From Seed Grant to Systems Change
Approx. 4 minute read
We know that changemakers and their partners have the capacity to create enduring impacts in their community. They think big and tackle complex issues — like poverty, health inequities, homelessness, addiction, and climate change — by addressing the causes of those issues and changing outcomes. The work to create lasting change requires deep collaboration, leverage existing community resources, and remain adaptable to changing circumstances (like a pandemic, for example). They put in the work to map out the factors that contribute to systemic issues, as well as the successes and assets in their communities.
“But that work is super messy. We knew the system was complex and that it would be challenging to come out of the process with a digestible system map,” says Sarna Salzman, Executive Director of SEEDS Ecology & Education Centers. She’s one of the core group participants focusing on an effort to divert organic waste away from landfills in Northern Michigan. In 2018, four organizations — Bay Area Recycling for Charities (BARC), SEEDS Ecology & Education Centers, Grand Traverse County Resource Recovery, and the Department of Environment, Great Lakes and Energy (EGLE) — formed a cohort to intensively study the regional waste system in Northern Michigan.
Through a 10-week Systems Practice course, they began by mapping out the region’s complex recycling system. From there, they zoomed in on specific waste streams to investigate further. The group was “looking for high-probability solutions”, and settled on organic waste because those solutions are attainable from a regional perspective, for a number of reasons. Unlike other waste streams (plastics, for example) resources needed in order to collect and process organic waste already exist in our region or could be created. In the case of heavy material that is inefficient to transport outside of the area where it’s generated, the best solutions are local. BARC, SEEDS, and other local organizations have been involved in small-scale composting efforts for years. They could sense how scaling organics diversion can become a viable social enterprise. Statewide partners, like the Michigan Recycling Coalition and EGLE, also expressed strong support and interest in collaborating towards solutions.

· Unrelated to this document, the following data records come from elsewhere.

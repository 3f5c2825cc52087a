use comfy_table::modifiers::{UTF8_ROUND_CORNERS, UTF8_SOLID_INNER_BORDERS};
use comfy_table::presets::{UTF8_FULL, UTF8_FULL_CONDENSED};
use comfy_table::{Attribute, Cell, CellAlignment, Color, ContentArrangement, Table};

use access_cli::pipeline::PipelineResult;
use access_ingest::format_numeric;
use access_report::{CategoryCount, DashboardReport};
use access_store::PersistReport;
use access_transform::ImputationSkip;

pub fn print_merge_summary(result: &PipelineResult) {
    println!("Profiles: {}", result.profiles);
    println!("Feedback: {}", result.feedback);
    match &result.persisted {
        Some(report) => println!(
            "Output: {} (table {})",
            report.database.display(),
            report.table
        ),
        None => println!(
            "Output: {} (table {}, dry run, not written)",
            result.output.database.display(),
            result.output.table
        ),
    }

    let stats = &result.stats;
    let mut table = Table::new();
    table.set_header(vec![header_cell("Stage"), header_cell("Rows"), header_cell("Notes")]);
    apply_summary_table_style(&mut table);
    align_column(&mut table, 1, CellAlignment::Right);
    table.add_row(vec![
        stage_cell("Profiles"),
        Cell::new(stats.profile_rows),
        note_cell(stats.unmatched_profiles, "without feedback"),
    ]);
    table.add_row(vec![
        stage_cell("Feedback"),
        Cell::new(stats.feedback_rows),
        note_cell(stats.unmatched_feedback, "without a profile"),
    ]);
    table.add_row(vec![
        stage_cell("Merged"),
        count_cell(stats.merged_rows, Color::Green),
        if stats.renamed_columns.is_empty() {
            dim_cell("-")
        } else {
            Cell::new(format!("suffixed: {}", stats.renamed_columns.join(", ")))
        },
    ]);
    let imputation = &stats.imputation;
    table.add_row(vec![
        stage_cell("Imputed"),
        count_cell(imputation.filled, Color::Yellow),
        imputation_cell(
            &imputation.column,
            imputation.fill_value,
            imputation.skipped,
        ),
    ]);
    println!("{table}");
    println!("Fingerprint: {}", result.fingerprint);
}

pub fn print_stage_summary(report: &PersistReport) {
    let mut table = Table::new();
    table.set_header(vec![
        header_cell("Database"),
        header_cell("Table"),
        header_cell("Rows"),
        header_cell("Columns"),
    ]);
    apply_table_style(&mut table);
    align_column(&mut table, 2, CellAlignment::Right);
    align_column(&mut table, 3, CellAlignment::Right);
    table.add_row(vec![
        Cell::new(report.database.display()),
        stage_cell(&report.table),
        Cell::new(report.rows),
        Cell::new(report.columns),
    ]);
    println!("{table}");
    println!("Fingerprint: {}", report.fingerprint);
}

pub fn print_report(report: &DashboardReport) {
    match &report.country_filter {
        Some(country) => println!("Country: {country}"),
        None => println!("Country: all ({} available)", report.available_countries.len()),
    }
    println!("Rows: {} of {}", report.selected_rows, report.total_rows);

    let kpis = &report.kpis;
    let mut table = Table::new();
    table.set_header(vec![header_cell("Metric"), header_cell("Value")]);
    apply_table_style(&mut table);
    align_column(&mut table, 1, CellAlignment::Right);
    table.add_row(vec![Cell::new("Patients"), Cell::new(kpis.patients)]);
    table.add_row(vec![Cell::new("Countries"), Cell::new(kpis.countries)]);
    table.add_row(vec![
        Cell::new("Accessibility types"),
        Cell::new(kpis.accessibility_types),
    ]);
    table.add_row(vec![
        Cell::new("Average satisfaction"),
        optional_number_cell(kpis.average_satisfaction),
    ]);
    println!("{table}");

    print_counts("Top countries", &report.top_countries);

    if !report.satisfaction_by_accessibility.is_empty() {
        let mut table = Table::new();
        table.set_header(vec![
            header_cell("Accessibility type"),
            header_cell("Mean satisfaction"),
            header_cell("Rows"),
        ]);
        apply_table_style(&mut table);
        align_column(&mut table, 1, CellAlignment::Right);
        align_column(&mut table, 2, CellAlignment::Right);
        for entry in &report.satisfaction_by_accessibility {
            table.add_row(vec![
                Cell::new(&entry.label),
                Cell::new(round2(entry.mean)),
                Cell::new(entry.count),
            ]);
        }
        println!();
        println!("Satisfaction by accessibility type:");
        println!("{table}");
    }

    if !report.gender_balance.is_empty() {
        let mut table = Table::new();
        table.set_header(vec![
            header_cell("Gender"),
            header_cell("Rows"),
            header_cell("Share"),
        ]);
        apply_table_style(&mut table);
        align_column(&mut table, 1, CellAlignment::Right);
        align_column(&mut table, 2, CellAlignment::Right);
        for entry in &report.gender_balance {
            table.add_row(vec![
                Cell::new(&entry.label),
                Cell::new(entry.count),
                Cell::new(format!("{:.1}%", entry.percent)),
            ]);
        }
        println!();
        println!("Gender balance:");
        println!("{table}");
    }

    print_counts("Issue types", &report.issue_types);

    if !report.age_histogram.is_empty() {
        let mut table = Table::new();
        table.set_header(vec![header_cell("Age"), header_cell("Rows")]);
        apply_table_style(&mut table);
        align_column(&mut table, 1, CellAlignment::Right);
        for bin in &report.age_histogram {
            table.add_row(vec![
                Cell::new(format!("{} - {}", round2(bin.lower), round2(bin.upper))),
                if bin.count == 0 {
                    dim_cell(0)
                } else {
                    Cell::new(bin.count)
                },
            ]);
        }
        println!();
        println!("Age distribution:");
        println!("{table}");
    }

    print_counts("Device usage", &report.device_usage);

    if !report.preview.rows.is_empty() {
        let mut table = Table::new();
        table.set_header(
            report
                .preview
                .columns
                .iter()
                .map(|name| header_cell(name))
                .collect::<Vec<_>>(),
        );
        apply_preview_table_style(&mut table);
        for row in &report.preview.rows {
            table.add_row(row.iter().map(|value| {
                if value.is_empty() {
                    dim_cell("-")
                } else {
                    Cell::new(value)
                }
            }));
        }
        println!();
        println!("Preview ({} rows):", report.preview.rows.len());
        println!("{table}");
    }
}

fn print_counts(title: &str, counts: &[CategoryCount]) {
    if counts.is_empty() {
        return;
    }
    let mut table = Table::new();
    table.set_header(vec![header_cell("Value"), header_cell("Rows")]);
    apply_table_style(&mut table);
    align_column(&mut table, 1, CellAlignment::Right);
    for entry in counts {
        table.add_row(vec![Cell::new(&entry.label), Cell::new(entry.count)]);
    }
    println!();
    println!("{title}:");
    println!("{table}");
}

fn apply_table_style(table: &mut Table) {
    table
        .load_preset(UTF8_FULL_CONDENSED)
        .apply_modifier(UTF8_ROUND_CORNERS)
        .set_content_arrangement(ContentArrangement::Dynamic)
        .set_width(120);
}

fn apply_summary_table_style(table: &mut Table) {
    table
        .load_preset(UTF8_FULL)
        .apply_modifier(UTF8_ROUND_CORNERS)
        .apply_modifier(UTF8_SOLID_INNER_BORDERS)
        .set_content_arrangement(ContentArrangement::DynamicFullWidth)
        .set_width(120);
}

fn apply_preview_table_style(table: &mut Table) {
    table
        .load_preset(UTF8_FULL_CONDENSED)
        .apply_modifier(UTF8_ROUND_CORNERS)
        .set_content_arrangement(ContentArrangement::DynamicFullWidth)
        .set_width(200);
}

fn align_column(table: &mut Table, index: usize, alignment: CellAlignment) {
    if let Some(column) = table.column_mut(index) {
        column.set_cell_alignment(alignment);
    }
}

fn header_cell(label: &str) -> Cell {
    Cell::new(label)
        .fg(Color::Cyan)
        .add_attribute(Attribute::Bold)
}

fn stage_cell(label: &str) -> Cell {
    Cell::new(label)
        .fg(Color::Blue)
        .add_attribute(Attribute::Bold)
}

fn count_cell(count: usize, color: Color) -> Cell {
    if count > 0 {
        Cell::new(count).fg(color).add_attribute(Attribute::Bold)
    } else {
        dim_cell(count)
    }
}

fn note_cell(unmatched: usize, label: &str) -> Cell {
    if unmatched > 0 {
        Cell::new(format!("{unmatched} {label}")).fg(Color::Yellow)
    } else {
        dim_cell("-")
    }
}

fn imputation_cell(column: &str, fill_value: Option<f64>, skipped: Option<ImputationSkip>) -> Cell {
    match (skipped, fill_value) {
        (Some(ImputationSkip::Disabled), _) => dim_cell("disabled"),
        (Some(ImputationSkip::ColumnMissing), _) => {
            Cell::new(format!("{column} not present")).fg(Color::Yellow)
        }
        (Some(ImputationSkip::NoObservedValues), _) => {
            Cell::new(format!("{column} has no values to average")).fg(Color::Yellow)
        }
        (None, Some(value)) => Cell::new(format!("{column} mean {}", round2(value))),
        (None, None) => dim_cell("-"),
    }
}

fn optional_number_cell(value: Option<f64>) -> Cell {
    match value {
        Some(value) => Cell::new(round2(value)),
        None => dim_cell("-"),
    }
}

fn round2(value: f64) -> String {
    format_numeric((value * 100.0).round() / 100.0)
}

fn dim_cell<T: ToString>(value: T) -> Cell {
    Cell::new(value).fg(Color::DarkGrey)
}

The group was awarded a Seed Grant in early 2020, and the Michigan Recycling Coalition, Emmet County Recycling, IRIS Waste Diversion Specialists, Networks Northwest, and Michigan Organics Council joined the effort. “We have a cohesive and committed group of collaborators who represent significant segments of the recycling community across the state,” the group commented in their preliminary Seed Grant report. They’ve met as an entire group several times, and convened as smaller groups or one-on-one to collect data and test their assumptions. “As we connect with other local leaders around the state, we’re finding out how much of an appetite for this type of work in other regions. The knowledge gaps are similar in other places, and even where the knowledge exists, networks haven’t been formed yet. What we solve here will absolutely serve the rest of the state,” says Nick Beadleston, founding partner of Good Impacts and the group’s Learning Officer for their Rotary Charities grant. “We’re not the first Michigan group to try and tackle food waste. But we’re more likely to succeed than our peers because we have a unique regional asset: a forward-focused funding partner like Rotary Charities to support our efforts as we learn and test solutions.”
The Seed Grant funding was intended to help this group of dedicated stakeholders narrow their focus from tackling the region’s entire recycling system down to the organic waste stream (which is a system in itself!) and identify leverage points within markets, policy, access, culture, and education. This focus allowed the group to write a competitive grant proposal to the State of Michigan, with matching funds from Rotary Charities. They’ve also been awarded a Systems Change Accelerator grant to continue their work.
“There’s so much pre-work that has to happen before you can put together a more traditionally actionable project that funders will understand. The support of a regional funder like Rotary Charities in this space, where the necessary work is a little bit messy and there aren’t clear deliverables, is so valuable”, says Salzman, as she expressed gratitude to Rotarians and the community for trusting the process toward lasting impact.